[[ Material supplied open ]]

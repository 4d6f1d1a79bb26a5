//! REC lifecycle
//!
//! Coordinates every certificate state change across the local store and
//! the token ledger: mint (issue on-ledger, record locally), purchase
//! (on-ledger transfer, then ownership + trade record), and retire
//! (on-ledger wipe with burn fallback, then terminal status). This module
//! owns all writes to REC and trade records.

pub mod store;

use std::sync::Arc;

use serde::{Deserialize, Serialize};
use tracing::{error, info, warn};
use uuid::Uuid;

use crate::ledger::{LedgerError, LedgerGateway};
use store::{Rec, RecStatus, RecStore, TradeRecord};

/// MWh-to-tonnes-CO2 factor used for the portfolio offset stat.
const CARBON_OFFSET_PER_MWH: f64 = 0.4;

#[derive(Debug, thiserror::Error)]
pub enum RecError {
    #[error("REC not found")]
    NotFound,

    /// The certificate has no on-ledger token (seeded listing never minted).
    #[error("REC has no on-ledger token")]
    NotMinted,

    /// Lost a lifecycle race or the certificate is past the required state.
    #[error("{0}")]
    InvalidState(String),

    /// The buyer must associate the token in their wallet and retry.
    #[error("Token not associated with buyer account")]
    NotAssociated { token_id: String },

    /// Both the wipe and the burn fallback failed; the record is unchanged.
    #[error("Retire failed: wipe ({wipe}), burn fallback ({burn})")]
    RetireFailed { wipe: LedgerError, burn: LedgerError },

    #[error(transparent)]
    Ledger(#[from] LedgerError),

    #[error(transparent)]
    Storage(#[from] anyhow::Error),
}

/// Mint request fields, as submitted by a producer.
#[derive(Debug, Clone, Deserialize)]
#[serde(rename_all = "camelCase")]
pub struct MintRequest {
    pub energy_source: String,
    pub location: String,
    pub mwh: u64,
    pub price: f64,
    pub generation_date: String,
}

#[derive(Debug, Serialize)]
pub struct MintOutcome {
    pub rec: Rec,
    pub token_id: String,
    pub transaction_id: String,
}

#[derive(Debug, Serialize)]
pub struct PurchaseOutcome {
    pub transaction_id: String,
}

/// Aggregate stats over an account's holdings.
#[derive(Debug, Serialize)]
#[serde(rename_all = "camelCase")]
pub struct PortfolioStats {
    pub total_recs: usize,
    pub total_mwh: u64,
    pub total_spent: f64,
    pub carbon_offset: f64,
}

/// Certificate lifecycle controller.
pub struct RecService {
    store: RecStore,
    ledger: Arc<dyn LedgerGateway>,
}

impl RecService {
    pub fn new(store: RecStore, ledger: Arc<dyn LedgerGateway>) -> Self {
        Self { store, ledger }
    }

    /// Issue a new certificate: create the token on-ledger, then record it
    /// locally with the treasury as initial owner.
    pub async fn mint(&self, req: MintRequest) -> Result<MintOutcome, RecError> {
        if !self.ledger.is_configured() {
            return Err(LedgerError::NotConfigured.into());
        }

        // Timestamped name keeps ledger-level symbols collision-free
        let now = now_secs();
        let token_name = format!(
            "REC-{}-{}",
            req.energy_source.to_uppercase(),
            now_millis()
        );
        let token_symbol = format!(
            "R{}",
            req.energy_source
                .chars()
                .next()
                .map(|c| c.to_ascii_uppercase())
                .unwrap_or('X')
        );

        let token_id = self
            .ledger
            .create_token(&token_name, &token_symbol, req.mwh)
            .await?;

        let owner = self
            .ledger
            .operator_account()
            .ok_or(LedgerError::NotConfigured)?;

        let rec = Rec {
            id: Uuid::new_v4().to_string(),
            token_id: Some(token_id.clone()),
            energy_source: req.energy_source,
            location: req.location,
            mwh: req.mwh,
            price: req.price,
            generation_date: req.generation_date,
            status: RecStatus::Available,
            owner_id: owner,
            created_at: now,
        };

        if let Err(e) = self.store.insert(&rec).await {
            // The token exists on-ledger with no local record. There is no
            // compensating uncreate; surface the divergence for manual
            // reconciliation.
            error!(token_id, error = %e, "Local record write failed after token creation");
            return Err(RecError::Storage(e));
        }

        info!(rec_id = %rec.id, token_id, "REC minted");
        Ok(MintOutcome {
            rec,
            token_id: token_id.clone(),
            transaction_id: format!("mint-{}", token_id),
        })
    }

    /// Purchase a listed certificate for `buyer_id`. The on-ledger transfer
    /// runs first; local state is untouched unless it succeeds.
    pub async fn purchase(&self, id: &str, buyer_id: &str) -> Result<PurchaseOutcome, RecError> {
        if !self.ledger.is_configured() {
            return Err(LedgerError::NotConfigured.into());
        }

        let rec = self.store.get(id).await?.ok_or(RecError::NotFound)?;
        if rec.status != RecStatus::Available {
            return Err(RecError::InvalidState(format!(
                "REC is {}, not available",
                rec.status.as_str()
            )));
        }
        let token_id = rec.token_id.clone().ok_or(RecError::NotMinted)?;

        let receipt = self
            .ledger
            .transfer(&token_id, &rec.owner_id, buyer_id, rec.mwh)
            .await
            .map_err(|e| match e {
                LedgerError::NotAssociated { token_id } => {
                    RecError::NotAssociated { token_id }
                }
                other => RecError::Ledger(other),
            })?;

        // Price is captured at purchase time, never re-read
        let trade = TradeRecord {
            id: Uuid::new_v4().to_string(),
            rec_id: rec.id.clone(),
            buyer_id: buyer_id.to_string(),
            seller_id: rec.owner_id.clone(),
            amount: rec.price * rec.mwh as f64,
            ledger_tx_id: receipt.transaction_id.clone(),
            timestamp: now_secs(),
        };

        if !self.store.settle_purchase(&trade).await? {
            // A concurrent purchase won the compare-and-set after our
            // transfer was dispatched; the divergence is logged, the loser
            // reloads and re-decides.
            warn!(rec_id = %rec.id, buyer_id, "Purchase lost a concurrent update");
            return Err(RecError::InvalidState(
                "REC was sold by a concurrent purchase".to_string(),
            ));
        }

        info!(rec_id = %rec.id, buyer_id, tx = %receipt.transaction_id, "REC purchased");
        Ok(PurchaseOutcome {
            transaction_id: receipt.transaction_id,
        })
    }

    /// Retire a certificate: wipe the holder's balance, falling back to a
    /// treasury burn when the wipe fails for any reason (the treasury holds
    /// its own unsold issuance and cannot be wiped). Only when both
    /// destructive paths fail is the record left unchanged.
    pub async fn retire(&self, id: &str) -> Result<(), RecError> {
        if !self.ledger.is_configured() {
            return Err(LedgerError::NotConfigured.into());
        }

        let rec = self.store.get(id).await?.ok_or(RecError::NotFound)?;
        if rec.status == RecStatus::Retired {
            return Err(RecError::InvalidState("REC is already retired".to_string()));
        }
        let token_id = rec.token_id.clone().ok_or(RecError::NotMinted)?;

        match self.ledger.wipe(&token_id, &rec.owner_id, rec.mwh).await {
            Ok(receipt) => {
                info!(rec_id = %rec.id, tx = %receipt.transaction_id, "REC wiped from holder");
            }
            Err(wipe_err) => {
                warn!(rec_id = %rec.id, error = %wipe_err, "Wipe failed, burning from treasury");
                match self.ledger.burn(&token_id, rec.mwh).await {
                    Ok(receipt) => {
                        info!(rec_id = %rec.id, tx = %receipt.transaction_id, "REC burned from treasury");
                    }
                    Err(burn_err) => {
                        error!(rec_id = %rec.id, wipe = %wipe_err, burn = %burn_err, "Retire failed on both paths");
                        return Err(RecError::RetireFailed {
                            wipe: wipe_err,
                            burn: burn_err,
                        });
                    }
                }
            }
        }

        // The tokens left circulation; the local status follows
        // unconditionally even if a concurrent retire already flipped it.
        self.store.mark_retired(id).await?;
        info!(rec_id = %rec.id, "REC retired");
        Ok(())
    }

    pub async fn get(&self, id: &str) -> Result<Rec, RecError> {
        self.store.get(id).await?.ok_or(RecError::NotFound)
    }

    /// Marketplace listing of available certificates.
    pub async fn list_available(&self) -> Result<Vec<Rec>, RecError> {
        Ok(self.store.list_available().await?)
    }

    /// An account's holdings with aggregate stats.
    pub async fn portfolio(&self, owner_id: &str) -> Result<(Vec<Rec>, PortfolioStats), RecError> {
        let recs = self.store.list_by_owner(owner_id).await?;
        let total_mwh: u64 = recs.iter().map(|r| r.mwh).sum();
        let stats = PortfolioStats {
            total_recs: recs.len(),
            total_mwh,
            total_spent: recs.iter().map(|r| r.mwh as f64 * r.price).sum(),
            carbon_offset: total_mwh as f64 * CARBON_OFFSET_PER_MWH,
        };
        Ok((recs, stats))
    }

    pub async fn trades_for(&self, rec_id: &str) -> Result<Vec<TradeRecord>, RecError> {
        Ok(self.store.trades_for(rec_id).await?)
    }

    /// Seed sample listings into an empty database so a fresh node shows a
    /// populated market. Seeded RECs carry no on-ledger token.
    pub async fn seed_if_empty(&self) -> Result<(), RecError> {
        if self.store.count().await? > 0 {
            return Ok(());
        }

        let samples = [
            ("solar", "Mojave Desert, CA", 100u64, 45.0, "2024-07-01", "producer-1"),
            ("wind", "Texas Wind Farm", 150, 42.0, "2024-07-01", "producer-2"),
            ("hydro", "Columbia River Basin", 80, 39.0, "2024-06-15", "producer-3"),
        ];

        for (source, location, mwh, price, date, owner) in samples {
            let rec = Rec {
                id: Uuid::new_v4().to_string(),
                token_id: None,
                energy_source: source.to_string(),
                location: location.to_string(),
                mwh,
                price,
                generation_date: date.to_string(),
                status: RecStatus::Available,
                owner_id: owner.to_string(),
                created_at: now_secs(),
            };
            self.store.insert(&rec).await?;
        }

        info!("Seeded sample RECs into empty database");
        Ok(())
    }
}

fn now_secs() -> u64 {
    std::time::SystemTime::now()
        .duration_since(std::time::UNIX_EPOCH)
        .unwrap()
        .as_secs()
}

fn now_millis() -> u64 {
    std::time::SystemTime::now()
        .duration_since(std::time::UNIX_EPOCH)
        .unwrap()
        .as_millis() as u64
}
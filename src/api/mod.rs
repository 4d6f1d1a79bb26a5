//! HTTP API
//!
//! Marketplace REST surface: wallet login, REC listing and lifecycle
//! operations, portfolio, and health probes.

pub mod error;
pub mod routes;

use std::sync::Arc;

use axum::{
    routing::{get, post},
    Router,
};
use tower_http::cors::CorsLayer;

use crate::auth::AuthController;
use crate::ledger::LedgerGateway;
use crate::recs::RecService;

/// State shared across handlers.
#[derive(Clone)]
pub struct AppState {
    pub auth: Arc<AuthController>,
    pub recs: Arc<RecService>,
    pub ledger: Arc<dyn LedgerGateway>,
    pub network: String,
}

/// Create the API router.
pub fn create_router(state: AppState) -> Router {
    Router::new()
        // Health
        .route("/api/health", get(routes::health))
        .route("/api/health/ledger", get(routes::ledger_health))
        // Wallet login
        .route("/api/auth/nonce", get(routes::auth_nonce))
        .route("/api/auth/verify", post(routes::auth_verify))
        // Marketplace
        .route("/api/recs", get(routes::list_recs))
        .route("/api/recs/mint", post(routes::mint_rec))
        .route("/api/recs/:id/purchase", post(routes::purchase_rec))
        .route("/api/recs/:id/retire", post(routes::retire_rec))
        .route("/api/portfolio", get(routes::portfolio))
        .layer(CorsLayer::permissive())
        .with_state(state)
}
//! Tempo-sync session access
//!
//! The shared timeline lives in an external tempo-sync library. This module
//! describes what the bridge needs from it:
//! - [`SessionClock`] for the time reference, snapshot capture and lifecycle
//! - [`TimelineSnapshot`] for the read-only queries on a captured state
//!
//! [`SimulatedSession`] is a single-peer, in-process implementation used by
//! the binary and by tests that want a running timeline.
//!
mod simulated;

#[cfg(any(test, feature = "test-mock"))]
pub mod mock;

pub use simulated::{
    ManualClock, SessionHandle, SessionState, SimulatedSession, SystemClock, TimeSource,
    MAX_TEMPO, MIN_TEMPO,
};

/// Microseconds on the session's monotonic clock
pub type Micros = i64;

/// Immutable capture of the shared transport at one instant
pub trait TimelineSnapshot {
    fn is_playing(&self) -> bool;

    /// Position within one quantum cycle, in `[0, quantum)`
    fn phase_at_time(&self, time: Micros, quantum: f64) -> f64;

    /// Absolute beat count; negative before the transport's beat zero
    fn beat_at_time(&self, time: Micros, quantum: f64) -> f64;
}

/// Capability exposed by a tempo-sync session
pub trait SessionClock {
    type Snapshot: TimelineSnapshot;

    fn current_time_micros(&self) -> Micros;
    fn capture_session_state(&self) -> Self::Snapshot;

    fn enable(&mut self, enabled: bool);
    fn is_enabled(&self) -> bool;
    fn enable_start_stop_sync(&mut self, enabled: bool);
}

[[ Material supplied closed ]]

■ **Task**: Working from the entries above, return all lines that contain "receipt".

■ **Answer to the exercise**:
        let receipt = self
            ledger_tx_id: receipt.transaction_id.clone(),
        info!(rec_id = %rec.id, buyer_id, tx = %receipt.transaction_id, "REC purchased");
            transaction_id: receipt.transaction_id,
            Ok(receipt) => {
                info!(rec_id = %rec.id, tx = %receipt.transaction_id, "REC wiped from holder");
                    Ok(receipt) => {
                        info!(rec_id = %rec.id, tx = %receipt.transaction_id, "REC burned from treasury");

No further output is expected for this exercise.